この朝鮮への『利益線』の確保は、日本独自の朝鮮侵略の第一段階と思われがちだが、それは違う。これは当時の万国法・国際法に照らして、山県の指令で『陸軍参謀本部』(川上操六参謀本部次長)の福島安正少佐らが慎重に極東地域紛争の原因、歴史、将来の見通しのシュミレーションを行った結果の戦略分析からまとめた国防計画の一環であり、山県首相(禅陸軍参謀総長、陸軍大将)が国家危機管理を演説したものであった。
その根拠になったのはローレンツ・フォン・シュタイン(1815-1890)で、オーストリアの国家学者であり、専門は歴史法学だが、国民経済学、財政学、行政学なども修めた碩学である。シュタインは憲法調査の目的でヨーロッパに滞在した伊藤博文が、約2ケ月にわたりシュタインに師事したことで知られる。

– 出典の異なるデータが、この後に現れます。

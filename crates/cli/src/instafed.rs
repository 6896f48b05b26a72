// ABOUTME: `minitools instafed`: inspect an Instagram export or convert it for Pixelfed.
// ABOUTME: Conversion writes a ZIP with the Pixelfed JSON, a README and the media files.

use std::fs;
use std::path::{Path, PathBuf};

use anyhow::{Context, Result};
use chrono::Utc;
use clap::{Args, Subcommand};
use minitools_instafed::convert::{DEFAULT_CAPTION_PLACEHOLDER, DEFAULT_HASHTAGS};
use minitools_instafed::{is_valid_username, ConversionOptions, InstagramArchive, MetadataLevel};

use crate::output;

#[derive(Subcommand, Debug)]
pub enum InstafedCommand {
    /// Report posts, media and privacy issues found in the export
    Analyze {
        /// Instagram data export (ZIP)
        archive: PathBuf,
    },
    /// Convert the export into a Pixelfed import archive
    Convert(ConvertArgs),
}

#[derive(Args, Debug)]
pub struct ConvertArgs {
    /// Instagram data export (ZIP)
    archive: PathBuf,

    /// Output ZIP (default: pixelfed_archive_<date>.zip)
    #[arg(short = 'o', long = "output")]
    output: Option<PathBuf>,

    /// Leave empty captions empty
    #[arg(long)]
    keep_empty_captions: bool,

    #[arg(long, default_value = DEFAULT_CAPTION_PLACEHOLDER)]
    caption_placeholder: String,

    /// Remove location and EXIF data according to --metadata-level
    #[arg(long)]
    clean_metadata: bool,

    /// strict, moderate or light
    #[arg(long, default_value = "strict")]
    metadata_level: MetadataLevel,

    #[arg(long)]
    add_hashtags: bool,

    #[arg(long, default_value = DEFAULT_HASHTAGS)]
    hashtags: String,

    /// Date posts with the conversion time instead of their original time
    #[arg(long)]
    use_migration_date: bool,
}

impl ConvertArgs {
    fn options(&self) -> ConversionOptions {
        ConversionOptions {
            fix_empty_captions: !self.keep_empty_captions,
            caption_placeholder: self.caption_placeholder.clone(),
            clean_metadata: self.clean_metadata,
            metadata_level: self.metadata_level,
            add_hashtags: self.add_hashtags,
            hashtags: self.hashtags.clone(),
            use_migration_date: self.use_migration_date,
        }
    }
}

fn open(path: &Path) -> Result<InstagramArchive> {
    let bytes = fs::read(path).with_context(|| format!("failed to read {}", path.display()))?;
    Ok(InstagramArchive::from_bytes(bytes)?)
}

pub fn run(command: InstafedCommand) -> Result<()> {
    match command {
        InstafedCommand::Analyze { archive } => analyze(&archive),
        InstafedCommand::Convert(args) => convert(&args),
    }
}

fn analyze(path: &Path) -> Result<()> {
    let mut archive = open(path)?;
    match archive.username() {
        Ok(username) if is_valid_username(&username) => println!("Username: {}", username),
        Ok(username) => output::warning(format!("Username '{}' is not valid on Pixelfed", username)),
        Err(err) => output::warning(err),
    }

    let issues = archive.analyze();
    let approx = if issues.estimated { " (estimated)" } else { "" };
    println!("Posts: {}{}", issues.total_posts, approx);
    println!("Photos: {}", issues.total_photos);
    println!("Videos: {}", issues.total_videos);
    println!("Empty captions: {}{}", issues.empty_captions, approx);
    println!("Photos with GPS data: {}{}", issues.photos_with_gps, approx);
    if issues.structure_issues {
        output::warning("The archive structure is incomplete");
    }
    for error in &issues.processing_errors {
        output::warning(error);
    }
    Ok(())
}

fn convert(args: &ConvertArgs) -> Result<()> {
    let mut archive = open(&args.archive)?;
    let pixelfed = archive.convert(&args.options(), Utc::now())?;
    let bytes = pixelfed.write_zip()?;

    let output_path = args
        .output
        .clone()
        .unwrap_or_else(|| PathBuf::from(pixelfed.zip_file_name()));
    fs::write(&output_path, bytes)
        .with_context(|| format!("failed to write {}", output_path.display()))?;

    output::success(format!(
        "Converted {} posts ({} photos, {} videos) for {} into {}",
        pixelfed.metadata.total_posts,
        pixelfed.metadata.photos,
        pixelfed.metadata.videos,
        pixelfed.user.username,
        output_path.display()
    ));
    Ok(())
}
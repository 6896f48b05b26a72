// ABOUTME: CORS policy for the companion server.
// ABOUTME: Translates origin, method and header allow-lists into a tower-http CorsLayer.

use axum::http::{HeaderName, HeaderValue, Method};
use tower_http::cors::{AllowOrigin, Any, CorsLayer};

#[derive(Debug, Clone, PartialEq, Eq)]
pub struct CorsOptions {
    /// Allowed origins; `*` allows every origin.
    pub origins: Vec<String>,
    pub methods: Vec<String>,
    pub headers: Vec<String>,
    pub credentials: bool,
}

impl Default for CorsOptions {
    fn default() -> Self {
        Self {
            origins: vec!["*".into()],
            methods: vec!["GET".into(), "POST".into(), "OPTIONS".into()],
            headers: vec!["Content-Type".into()],
            credentials: false,
        }
    }
}

impl CorsOptions {
    fn allows_any_origin(&self) -> bool {
        self.origins.iter().any(|o| o == "*")
    }

    /// Builds the layer. A wildcard with credentials echoes the request origin,
    /// since browsers refuse `*` on credentialed requests.
    pub fn layer(&self) -> CorsLayer {
        let origin = if self.allows_any_origin() {
            if self.credentials {
                AllowOrigin::mirror_request()
            } else {
                AllowOrigin::from(Any)
            }
        } else {
            AllowOrigin::list(
                self.origins
                    .iter()
                    .filter_map(|o| HeaderValue::from_str(o).ok()),
            )
        };

        let methods: Vec<Method> = self
            .methods
            .iter()
            .filter_map(|m| m.parse().ok())
            .collect();
        let headers: Vec<HeaderName> = self
            .headers
            .iter()
            .filter_map(|h| h.parse().ok())
            .collect();

        CorsLayer::new()
            .allow_origin(origin)
            .allow_methods(methods)
            .allow_headers(headers)
            .allow_credentials(self.credentials)
    }
}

以下は『日本大学大学院総合社会情報研究科紀要 No.5, 100-111 (2004) 明治期日本における
国防戦略転換の背景 -朝鮮を「利益線」とするに至るまで-
村中 朋之 日本大学大学院総合社会情報研究科』の論文からのも孫引きである。
村中氏に感謝する。
http://atlantic2.gssc.nihon-u.ac.jp/kiyou/pdf05/5-100-111-muranaka.pdf
大山梓『山縣有朋意見書』(原書房、1966 年)の『斯丁氏意見書』などを参考にすると、
伊藤は斯丁氏(シュタイン)に心酔し、彼を明治政府の最高顧問として日本に招聴しようとした。明治16年10月、シュタインは在墺太利日本公使館付として日本政府に雇い入れられ、山県有朋も明治21年12月から翌年10月まで、地方制度調査の目的でヨーロッパ諸国を外遊中にシュタインのもとを訪問して、教えを乞うた。

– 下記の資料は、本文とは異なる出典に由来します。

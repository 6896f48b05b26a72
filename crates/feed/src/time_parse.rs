// ABOUTME: Flexible time parsing for dates found in exports and article dumps.
// ABOUTME: Accepts RFC 3339/2822 strings, common feed date variants, and epoch numbers.

use chrono::{DateTime, FixedOffset, NaiveDate, NaiveDateTime, TimeZone, Utc};
use serde_json::Value;

/// Epoch values at or above this are taken as milliseconds, below as seconds.
const EPOCH_MILLIS_THRESHOLD: i64 = 100_000_000_000;

/// Interprets a JSON date value: a number (epoch seconds or milliseconds),
/// a numeric string, or a date string understood by [`parse_flexible_time`].
pub fn parse_timestamp_value(value: &Value) -> Option<DateTime<Utc>> {
    match value {
        Value::Number(n) => {
            let raw = n.as_i64().or_else(|| n.as_f64().map(|f| f as i64))?;
            from_epoch(raw)
        }
        Value::String(s) => {
            let trimmed = s.trim();
            match trimmed.parse::<i64>() {
                Ok(raw) => from_epoch(raw),
                Err(_) => parse_flexible_time(trimmed),
            }
        }
        _ => None,
    }
}

/// Converts an epoch number to UTC, guessing the unit from its magnitude.
pub fn from_epoch(raw: i64) -> Option<DateTime<Utc>> {
    if raw.unsigned_abs() >= EPOCH_MILLIS_THRESHOLD.unsigned_abs() {
        Utc.timestamp_millis_opt(raw).single()
    } else {
        Utc.timestamp_opt(raw, 0).single()
    }
}

/// Formats carrying a numeric offset.
const OFFSET_FORMATS: [&str; 6] = [
    "%a, %d %b %Y %H:%M:%S %z",
    "%a, %e %b %Y %H:%M:%S %z",
    "%d %b %Y %H:%M:%S %z",
    "%e %b %Y %H:%M:%S %z",
    "%Y-%m-%dT%H:%M:%S%:z",
    "%Y-%m-%dT%H:%M:%S%z",
];

/// Formats without zone information; read as UTC.
const NAIVE_FORMATS: [&str; 4] = [
    "%Y-%m-%dT%H:%M:%S",
    "%Y-%m-%d %H:%M:%S",
    "%d %b %Y %H:%M:%S",
    "%e %b %Y %H:%M:%S",
];

const DATE_FORMATS: [&str; 2] = ["%Y-%m-%d", "%d %b %Y"];

/// Bases tried in front of a trailing zone abbreviation.
const NAMED_ZONE_BASES: [&str; 4] = [
    "%a, %d %b %Y %H:%M:%S",
    "%a, %e %b %Y %H:%M:%S",
    "%d %b %Y %H:%M:%S",
    "%e %b %Y %H:%M:%S",
];

/// Zone abbreviations chrono's `%Z` cannot parse, with their UTC offset in hours.
const ZONE_OFFSETS: [(&str, i32); 19] = [
    ("GMT", 0),
    ("UTC", 0),
    ("WET", 0),
    ("EST", -5),
    ("EDT", -4),
    ("CST", -6),
    ("CDT", -5),
    ("MST", -7),
    ("MDT", -6),
    ("PST", -8),
    ("PDT", -7),
    ("CET", 1),
    ("CEST", 2),
    ("EET", 2),
    ("EEST", 3),
    ("BST", 1),
    ("JST", 9),
    ("AEST", 10),
    ("AEDT", 11),
];

/// Parses a date string in any of the formats seen in feeds and exports.
///
/// RFC 3339 and RFC 2822 come first, then their loose variants (single-digit
/// day, no weekday, named zone), then naive timestamps and bare dates as UTC.
pub fn parse_flexible_time(s: &str) -> Option<DateTime<Utc>> {
    let s = s.trim();
    if s.is_empty() {
        return None;
    }

    DateTime::parse_from_rfc3339(s)
        .or_else(|_| DateTime::parse_from_rfc2822(s))
        .ok()
        .map(|dt| dt.with_timezone(&Utc))
        .or_else(|| parse_with_named_zone(s))
        .or_else(|| {
            OFFSET_FORMATS
                .iter()
                .find_map(|fmt| DateTime::parse_from_str(s, fmt).ok())
                .map(|dt| dt.with_timezone(&Utc))
        })
        .or_else(|| {
            NAIVE_FORMATS
                .iter()
                .find_map(|fmt| NaiveDateTime::parse_from_str(s, fmt).ok())
                .map(|naive| Utc.from_utc_datetime(&naive))
        })
        .or_else(|| {
            DATE_FORMATS
                .iter()
                .find_map(|fmt| NaiveDate::parse_from_str(s, fmt).ok())
                .and_then(|date| date.and_hms_opt(0, 0, 0))
                .map(|naive| Utc.from_utc_datetime(&naive))
        })
}

fn parse_with_named_zone(s: &str) -> Option<DateTime<Utc>> {
    // CEST, EEST and AEST all end in EST, so keep trying until a base parses.
    ZONE_OFFSETS.iter().find_map(|(zone, hours)| {
        let base = s.strip_suffix(zone)?.trim_end();
        let naive = NAMED_ZONE_BASES
            .iter()
            .find_map(|fmt| NaiveDateTime::parse_from_str(base, fmt).ok())?;
        FixedOffset::east_opt(hours * 3600)?
            .from_local_datetime(&naive)
            .single()
            .map(|dt| dt.with_timezone(&Utc))
    })
}

#[cfg(test)]
mod tests {
    use super::*;
    use chrono::Datelike;
    use serde_json::json;

    #[test]
    fn test_rfc3339() {
        let dt = parse_flexible_time("2023-06-15T14:30:00Z").unwrap();
        assert_eq!((dt.year(), dt.month(), dt.day()), (2023, 6, 15));
    }

    #[test]
    fn test_rfc2822_with_offset() {
        let dt = parse_flexible_time("Mon, 02 Jan 2006 15:04:05 -0700").unwrap();
        assert_eq!(dt, Utc.with_ymd_and_hms(2006, 1, 2, 22, 4, 5).unwrap());
    }

    #[test]
    fn test_named_timezone() {
        let dt = parse_flexible_time("Mon, 2 Jan 2006 15:04:05 PST").unwrap();
        assert_eq!(dt, Utc.with_ymd_and_hms(2006, 1, 2, 23, 4, 5).unwrap());
    }

    #[test]
    fn test_date_only() {
        let dt = parse_flexible_time("2021-12-25").unwrap();
        assert_eq!(dt, Utc.with_ymd_and_hms(2021, 12, 25, 0, 0, 0).unwrap());
    }

    #[test]
    fn zone_sharing_a_suffix() {
        let dt = parse_flexible_time("Tue, 4 Jun 2024 12:00:00 CEST").unwrap();
        assert_eq!(dt, Utc.with_ymd_and_hms(2024, 6, 4, 10, 0, 0).unwrap());
    }

    #[test]
    fn day_month_year_without_time() {
        let dt = parse_flexible_time("05 Mar 2022").unwrap();
        assert_eq!(dt, Utc.with_ymd_and_hms(2022, 3, 5, 0, 0, 0).unwrap());
    }

    #[test]
    fn test_empty_and_invalid() {
        assert!(parse_flexible_time("   ").is_none());
        assert!(parse_flexible_time("not a date").is_none());
    }

    #[test]
    fn epoch_seconds_and_millis() {
        let secs = parse_timestamp_value(&json!(1700000000)).unwrap();
        let millis = parse_timestamp_value(&json!(1700000000000i64)).unwrap();
        assert_eq!(secs, millis);
        assert_eq!(parse_timestamp_value(&json!("1700000000")), Some(secs));
    }

    #[test]
    fn string_dates_and_garbage() {
        assert_eq!(
            parse_timestamp_value(&json!("2024-02-03T10:00:00+00:00")),
            Some(Utc.with_ymd_and_hms(2024, 2, 3, 10, 0, 0).unwrap())
        );
        assert_eq!(parse_timestamp_value(&json!(true)), None);
        assert_eq!(parse_timestamp_value(&json!("soon")), None);
    }

    #[test]
    fn extreme_epochs_are_rejected() {
        assert_eq!(from_epoch(i64::MIN), None);
        assert_eq!(from_epoch(i64::MAX), None);
        assert_eq!(parse_timestamp_value(&json!(i64::MIN)), None);
        assert_eq!(parse_timestamp_value(&json!("-9223372036854775808")), None);
        assert_eq!(parse_timestamp_value(&json!(-1e30)), None);
    }

    #[test]
    fn negative_millis_before_1970() {
        let dt = from_epoch(-EPOCH_MILLIS_THRESHOLD).unwrap();
        assert_eq!(dt.timestamp(), -EPOCH_MILLIS_THRESHOLD / 1000);
    }
}
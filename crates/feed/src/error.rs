// ABOUTME: Error types for feed data operations and the shared error taxonomy.
// ABOUTME: Provides FeedError plus ErrorKind, which every minitools crate maps its errors onto.

use std::fmt;
use thiserror::Error;

/// Errors that can occur while reading or producing feed data.
#[derive(Debug, Error)]
pub enum FeedError {
    /// Failed to parse the input (malformed XML/JSON).
    #[error("failed to parse feed: {0}")]
    Parse(String),

    /// The data was parsed but does not have the expected shape.
    #[error("invalid feed: {0}")]
    Invalid(String),

    /// The input contains nothing to work with.
    #[error("{0}")]
    Empty(String),

    /// The input was rejected before parsing (size, format, missing fields).
    #[error("{0}")]
    Validation(String),
}

impl FeedError {
    /// Creates a Parse error from an underlying parser error.
    pub fn parse(err: impl fmt::Display) -> Self {
        FeedError::Parse(err.to_string())
    }

    /// Creates an Invalid error with a custom message.
    pub fn invalid(msg: impl Into<String>) -> Self {
        FeedError::Invalid(msg.into())
    }

    pub fn empty(msg: impl Into<String>) -> Self {
        FeedError::Empty(msg.into())
    }

    pub fn validation(msg: impl Into<String>) -> Self {
        FeedError::Validation(msg.into())
    }

    /// Category of this error for user-facing reporting.
    pub fn kind(&self) -> ErrorKind {
        match self {
            FeedError::Parse(_) | FeedError::Invalid(_) => ErrorKind::Validation,
            FeedError::Empty(_) | FeedError::Validation(_) => ErrorKind::Validation,
        }
    }
}

/// Coarse error category shared by every tool.
///
/// Each library error exposes a `kind()` that lands in one of these buckets,
/// and the bucket decides which message the user sees.
#[derive(Debug, Clone, Copy, PartialEq, Eq, Hash)]
pub enum ErrorKind {
    /// Connection failures, timeouts, refused hosts.
    Network,
    /// Bad user input: malformed files, missing fields, invalid URLs.
    Validation,
    /// A remote API answered with an error status.
    Api,
    Unknown,
}

impl ErrorKind {
    /// The message shown to the user for this category.
    pub fn user_message(self) -> &'static str {
        match self {
            ErrorKind::Network => "Connection error. Check your internet connection.",
            ErrorKind::Validation => "Invalid data. Check your input.",
            ErrorKind::Api => "Server error. Please try again later.",
            ErrorKind::Unknown => "An unexpected error occurred.",
        }
    }

    pub fn as_str(self) -> &'static str {
        match self {
            ErrorKind::Network => "network",
            ErrorKind::Validation => "validation",
            ErrorKind::Api => "api",
            ErrorKind::Unknown => "unknown",
        }
    }
}

impl fmt::Display for ErrorKind {
    fn fmt(&self, f: &mut fmt::Formatter<'_>) -> fmt::Result {
        f.write_str(self.as_str())
    }
}

#[cfg(test)]
mod tests {
    use super::*;

    #[test]
    fn feed_errors_are_validation_errors() {
        assert_eq!(FeedError::parse("bad xml").kind(), ErrorKind::Validation);
        assert_eq!(FeedError::empty("nothing").kind(), ErrorKind::Validation);
    }

    #[test]
    fn empty_error_displays_message_verbatim() {
        let err = FeedError::empty("FreshRSS file contains no items to migrate");
        assert_eq!(err.to_string(), "FreshRSS file contains no items to migrate");
    }

    #[test]
    fn user_messages_per_kind() {
        assert_eq!(
            ErrorKind::Network.user_message(),
            "Connection error. Check your internet connection."
        );
        assert_eq!(ErrorKind::Validation.user_message(), "Invalid data. Check your input.");
        assert_eq!(ErrorKind::Api.user_message(), "Server error. Please try again later.");
        assert_eq!(ErrorKind::Unknown.user_message(), "An unexpected error occurred.");
    }
}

この際、山県が『軍事意見書』を求めたのに対してシュタインがこれに応えたのが『斯丁氏意見書』である。この2人の間を通訳したのは当時、ドイツ領事館駐在武官をしていた福島安正少佐であった。福島は山県の伝令史(通訳兼情報参謀)であり、超機密情報は文書ではなく、口頭で山県と川上操六に報告していた参謀本部きっての情報将校であった。
。山県の「利益線」概念はこの時のシュタインの意見にある「利益疆域」概念のコピーしたものであった。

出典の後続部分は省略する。